“Watch out for your great enemy, the devil. He prowls around like a roaring lion, looking for someone to devour. Stand firm against him, and be strong in your faith.” (1 Peter 5:8-9)
Greetings from Kent! November has wasted no time in asserting itself: dark, gray clouds camped out over northeast Ohio, steady rains soaking everything. Still, we are starting to look forward to the end-of-the-year holidays. I remember a friend in Amsterdam who often smiled and fondly referred to these cold, wet conditions as “Sinterklaas Weather,” and I liked the way that helped to put a better spin on things. So, to adapt the phrase to our cultural context: let’s just say we’re thankful for the “Thanksgiving Weather” these days!

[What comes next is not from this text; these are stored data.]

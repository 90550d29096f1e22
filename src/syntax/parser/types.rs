//! Type specifiers, declarators and literal types.

use smol_str::SmolStr;

use crate::hir::{FloatWidth, IntWidth, RecordTag, TypeDescriptor};
use crate::syntax::env::{FrameKind, Symbol};
use crate::syntax::lexer::TokenKind;

use super::{Halt, PResult, Parser, QualifiedName};

/// A parsed decl-specifier-seq.
#[derive(Clone, Debug, Default)]
pub(super) struct DeclSpec {
    pub ty: TypeDescriptor,
    pub typedef: bool,
    /// Spelled `auto`; the initializer decides the type.
    pub auto: bool,
}

/// A declarator applied to a [`DeclSpec`].
#[derive(Clone, Debug)]
pub(super) struct Declarator {
    pub name: Option<QualifiedName>,
    pub ty: TypeDescriptor,
}

impl Parser<'_> {
    /// Whether the current token begins a decl-specifier-seq.
    pub(super) fn at_type_start(&self) -> bool {
        self.type_starts_at(0)
    }

    pub(super) fn type_starts_at(&self, n: usize) -> bool {
        match self.nth(n) {
            kind if kind.is_builtin_type() || kind.is_decl_specifier() => true,
            TokenKind::Typedef
            | TokenKind::Enum
            | TokenKind::Class
            | TokenKind::Struct
            | TokenKind::Union => true,
            TokenKind::Ident => self
                .lookup_simple(self.nth_text(n))
                .is_some_and(Symbol::is_type),
            _ => false,
        }
    }

    pub(super) fn decl_specifiers(&mut self) -> PResult<DeclSpec> {
        let mut spec = DeclSpec::default();
        let mut seen_type = false;
        loop {
            match self.current() {
                TokenKind::CodeCompletion => return Err(self.reach(None)),
                TokenKind::Typedef => {
                    self.pos += 1;
                    spec.typedef = true;
                }
                kind if kind.is_decl_specifier() => self.pos += 1,
                kind if kind.is_builtin_type() && !seen_type => {
                    (spec.ty, spec.auto) = self.builtin_type();
                    seen_type = true;
                }
                TokenKind::Enum if !seen_type => {
                    spec.ty = self.enum_specifier()?;
                    seen_type = true;
                }
                TokenKind::Class | TokenKind::Struct | TokenKind::Union if !seen_type => {
                    spec.ty = self.record_specifier()?;
                    seen_type = true;
                }
                TokenKind::Ident | TokenKind::ColonColon if !seen_type => {
                    let name = self.qualified_name()?;
                    self.skip_template_args()?;
                    spec.ty = match self.lookup(&name) {
                        Some(Symbol::Type(ty)) => ty.clone(),
                        _ => TypeDescriptor::Unknown,
                    };
                    seen_type = true;
                }
                _ => break,
            }
        }

        if seen_type { Ok(spec) } else { Err(Halt::Error) }
    }

    /// `unsigned long long int` and friends. Returns the type and whether it
    /// was `auto`.
    pub(super) fn builtin_type(&mut self) -> (TypeDescriptor, bool) {
        let mut signed = None;
        let mut longs = 0u8;
        let mut short = false;
        let mut base = None;

        loop {
            match self.current() {
                TokenKind::Signed => signed = Some(true),
                TokenKind::Unsigned => signed = Some(false),
                TokenKind::Long => longs += 1,
                TokenKind::Short => short = true,
                TokenKind::Const | TokenKind::Volatile => {}
                kind if kind.is_builtin_type() => base = Some(kind),
                _ => break,
            }
            self.pos += 1;
        }

        let signed = signed.unwrap_or(true);
        let ty = match base {
            Some(TokenKind::Auto) => return (TypeDescriptor::Unknown, true),
            Some(TokenKind::Void) => TypeDescriptor::Unknown,
            Some(TokenKind::Bool) => TypeDescriptor::Boolean,
            Some(TokenKind::Float) => TypeDescriptor::FloatingPoint(FloatWidth::Float),
            Some(TokenKind::Double) if longs > 0 => {
                TypeDescriptor::FloatingPoint(FloatWidth::LongDouble)
            }
            Some(TokenKind::Double) => TypeDescriptor::FloatingPoint(FloatWidth::Double),
            Some(TokenKind::Char) => TypeDescriptor::integral(IntWidth::Char, signed),
            _ => {
                let width = match (short, longs) {
                    (true, _) => IntWidth::Short,
                    (false, 0) => IntWidth::Int,
                    (false, 1) => IntWidth::Long,
                    (false, _) => IntWidth::LongLong,
                };
                TypeDescriptor::integral(width, signed)
            }
        };
        (ty, false)
    }

    /// `enum [class] [Name] [: type] [{ enumerators }]`
    fn enum_specifier(&mut self) -> PResult<TypeDescriptor> {
        self.expect(TokenKind::Enum)?;
        let scoped = matches!(self.current(), TokenKind::Class | TokenKind::Struct);
        if scoped {
            self.pos += 1;
        }

        let name = if self.at(TokenKind::Ident) {
            Some(self.expect_ident()?)
        } else {
            None
        };
        let defines = matches!(self.current(), TokenKind::LBrace | TokenKind::Colon);

        let ty = match &name {
            Some(name) => self.named_type(name, defines, |qualified| {
                TypeDescriptor::enumeration(qualified, scoped)
            }),
            None => TypeDescriptor::enumeration("(anonymous)", scoped),
        };

        if self.eat(TokenKind::Colon)? {
            self.type_id()?;
        }
        if self.at(TokenKind::LBrace) {
            self.enumerators(&ty, scoped)?;
        }
        Ok(ty)
    }

    fn enumerators(&mut self, ty: &TypeDescriptor, scoped: bool) -> PResult<()> {
        self.expect(TokenKind::LBrace)?;
        loop {
            if self.eat(TokenKind::RBrace)? {
                return Ok(());
            }
            let name = self.expect_ident()?;
            // scoped enumerators are only reachable as `E::name`
            if !scoped {
                self.declare(name, Symbol::Value(ty.clone()));
            }
            if self.eat(TokenKind::Eq)? {
                self.nested(|p| p.assignment_expression())?;
            }
            if !self.eat(TokenKind::Comma)? {
                self.expect(TokenKind::RBrace)?;
                return Ok(());
            }
        }
    }

    /// `class|struct|union [Name] [final] [: bases] [{ members }]`
    fn record_specifier(&mut self) -> PResult<TypeDescriptor> {
        let tag = match self.bump()?.kind {
            TokenKind::Class => RecordTag::Class,
            TokenKind::Struct => RecordTag::Struct,
            _ => RecordTag::Union,
        };

        let name = if self.at(TokenKind::Ident) {
            Some(self.expect_ident()?)
        } else {
            None
        };
        self.skip_template_args()?;
        let defines = matches!(
            self.current(),
            TokenKind::LBrace | TokenKind::Colon | TokenKind::Final
        );

        let ty = match &name {
            Some(name) => self.named_type(name, defines, |qualified| {
                TypeDescriptor::record(qualified, tag)
            }),
            None => TypeDescriptor::record("(anonymous)", tag),
        };

        self.eat(TokenKind::Final)?;
        if self.eat(TokenKind::Colon)? {
            while !self.at(TokenKind::LBrace) {
                if matches!(self.current(), TokenKind::Semi | TokenKind::Eof) {
                    return Err(Halt::Error);
                }
                self.bump()?;
            }
        }
        if self.at(TokenKind::LBrace) {
            self.record_body(ty.clone())?;
        }
        Ok(ty)
    }

    fn record_body(&mut self, ty: TypeDescriptor) -> PResult<()> {
        self.expect(TokenKind::LBrace)?;
        self.env.push_frame(FrameKind::Record(ty));
        let result = self.items_until_rbrace();
        self.env.pop_frame();
        result?;
        self.close_brace()
    }

    /// Reuse a visible type for an elaborated reference, otherwise declare a
    /// new one here.
    fn named_type(
        &mut self,
        name: &SmolStr,
        defines: bool,
        make: impl FnOnce(SmolStr) -> TypeDescriptor,
    ) -> TypeDescriptor {
        if !defines {
            if let Some(Symbol::Type(ty)) = self.lookup_simple(name) {
                return ty.clone();
            }
        }
        let ty = make(self.qualify(name));
        self.declare(name.clone(), Symbol::Type(ty.clone()));
        ty
    }

    /// Pointer operators, the declared name and array suffixes.
    pub(super) fn declarator(
        &mut self,
        base: TypeDescriptor,
        abstract_ok: bool,
    ) -> PResult<Declarator> {
        let mut ty = base;
        loop {
            match self.current() {
                TokenKind::CodeCompletion => return Err(self.reach(None)),
                TokenKind::Star => {
                    self.pos += 1;
                    ty = TypeDescriptor::pointer_to(ty);
                }
                // references and cv-qualifiers do not change what we track
                TokenKind::Amp | TokenKind::AmpAmp | TokenKind::Const | TokenKind::Volatile => {
                    self.pos += 1
                }
                _ => break,
            }
        }

        let name = match self.current() {
            TokenKind::Ident | TokenKind::ColonColon => Some(self.qualified_name()?),
            TokenKind::Operator => {
                self.pos += 1;
                if self.at(TokenKind::LParen) && self.nth(1) == TokenKind::RParen {
                    self.pos += 2;
                }
                while !self.at(TokenKind::LParen) {
                    if matches!(self.current(), TokenKind::Semi | TokenKind::Eof) {
                        return Err(Halt::Error);
                    }
                    self.bump()?;
                }
                Some(QualifiedName {
                    qualifier: None,
                    name: SmolStr::new_static("operator"),
                })
            }
            TokenKind::Tilde if self.nth(1) == TokenKind::Ident => {
                self.pos += 1;
                Some(self.qualified_name()?)
            }
            _ if abstract_ok => None,
            _ => return Err(Halt::Error),
        };

        // arrays decay
        while self.at(TokenKind::LBracket) {
            self.skip_balanced()?;
            ty = TypeDescriptor::pointer_to(ty);
        }
        Ok(Declarator { name, ty })
    }

    /// A type with an optional abstract declarator, as in `using T = int *;`.
    pub(super) fn type_id(&mut self) -> PResult<TypeDescriptor> {
        let spec = self.decl_specifiers()?;
        Ok(self.declarator(spec.ty, true)?.ty)
    }

    /// `template < ... >`
    pub(super) fn template_header(&mut self) -> PResult<()> {
        self.expect(TokenKind::Template)?;
        self.skip_template_args()
    }

    /// Skip `< ... >` if present. `>>` closes two levels.
    pub(super) fn skip_template_args(&mut self) -> PResult<()> {
        if !self.at(TokenKind::Lt) {
            return Ok(());
        }
        let mut depth = 0i32;
        loop {
            match self.current() {
                TokenKind::Lt => depth += 1,
                TokenKind::Gt => depth -= 1,
                TokenKind::Shr => depth -= 2,
                TokenKind::Semi | TokenKind::LBrace | TokenKind::Eof => return Err(Halt::Error),
                _ => {}
            }
            self.bump()?;
            if depth <= 0 {
                return Ok(());
            }
        }
    }
}

/// Type of a literal token; [`TypeDescriptor::Unknown`] for anything else.
pub(super) fn literal_type(kind: TokenKind, text: &str) -> TypeDescriptor {
    match kind {
        TokenKind::IntLiteral => {
            let suffix = text
                .trim_start_matches("0x")
                .trim_start_matches("0X")
                .trim_start_matches(|c: char| c.is_ascii_hexdigit() || c == '\'');
            let signed = !suffix.contains(['u', 'U']);
            let width = match suffix.chars().filter(|c| matches!(c, 'l' | 'L')).count() {
                0 => IntWidth::Int,
                1 => IntWidth::Long,
                _ => IntWidth::LongLong,
            };
            TypeDescriptor::integral(width, signed)
        }
        TokenKind::FloatLiteral => match text.chars().last() {
            Some('f' | 'F') => TypeDescriptor::FloatingPoint(FloatWidth::Float),
            Some('l' | 'L') => TypeDescriptor::FloatingPoint(FloatWidth::LongDouble),
            _ => TypeDescriptor::FloatingPoint(FloatWidth::Double),
        },
        TokenKind::CharLiteral => TypeDescriptor::integral(IntWidth::Char, true),
        TokenKind::StringLiteral => {
            TypeDescriptor::pointer_to(TypeDescriptor::integral(IntWidth::Char, true))
        }
        TokenKind::True | TokenKind::False => TypeDescriptor::Boolean,
        _ => TypeDescriptor::Unknown,
    }
}
//! IDE features: completion context for editor front ends.
//!
//! This module is the boundary between source text and the semantic model
//! (HIR). Callers hand in text and a cursor offset and get plain data back.
//!
//! ## Design Principles
//!
//! 1. **Pure functions**: Take data in, return data out
//! 2. **Request-scoped**: Nothing is cached between queries
//! 3. **Never panics on input**: Broken text degrades to empty results
//!
//! ## Usage
//!
//! ```
//! use semcc::ide::{CompletionOptions, CompletionQuery, complete};
//!
//! let query = CompletionQuery::from_annotated("void f(int *ptr) { ptr + ^10; }").unwrap();
//! let result = complete(&query, &CompletionOptions::default()).unwrap();
//! assert_eq!(result.preferred_type.to_string(), "long");
//! ```

mod anchor;
mod completion;

pub use anchor::{CursorAnchor, anchor};
pub use completion::{
    CollectingSink, CompletionOptions, CompletionQuery, CompletionResult, CompletionSink,
    complete, run_completion,
};
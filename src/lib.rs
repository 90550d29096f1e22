//! # semcc-base
//!
//! Code-completion context resolution for a C++ front end: which namespaces a
//! completion request visits, and which type the completed token should have.
//!
//! ## Module Structure (dependency order)
//!
//! ```text
//! ide     → Completion driver (anchor, query, sink)
//!   ↓
//! syntax  → Lexer + recovering parser (logos, hand-written descent)
//!   ↓
//! hir     → Scope tree, qualifier resolution, type heuristics
//!   ↓
//! base    → Primitives (positions, line index, fixtures)
//! ```

/// Foundation types: positions, line index, annotated fixtures
pub mod base;

/// Completion failures
pub mod error;

/// High-level IR: namespaces, types, operator heuristics
pub mod hir;

/// IDE features: completion context
pub mod ide;

/// Front end: tokens and the recovering parser
pub mod syntax;

pub use base::{LineIndex, SourcePosition, TextRange, TextSize};
pub use error::{CompletionError, NoContextReason};
pub use hir::{DataModel, TypeDescriptor};
pub use ide::{CompletionOptions, CompletionQuery, CompletionResult, CompletionSink, complete};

On Thursday mornings, I study Greek. The study group has fluctuated slightly over the past couple of years, but most often the group consists of me, my co-pastor Jason, and my father / our professor: Dr. Dave Asp. For the past couple of months, we’ve been picking our way through 1 Peter, chapter five (chosen because I will be giving a sermon on this passage at the very end of the semester). We try to observe the parts of speech… the inflections of the verbs… the case, number, and gender of each noun… Like all foreign language experiences, I find it kind of fun, kind of frustrating. We take turns providing a clunky literal translation on our first pass: “the enemy of us… devil as lion… horu-omenos? Hmm… I don’t know that word. Some kind of a participle?” And then, we work out the nuances and smooth things out in group discussion. I value these times of equipping myself to more meaningfully understand and teach the Bible… but it can often feel pretty esoteric. Pretty disconnected from day-to-day ministry.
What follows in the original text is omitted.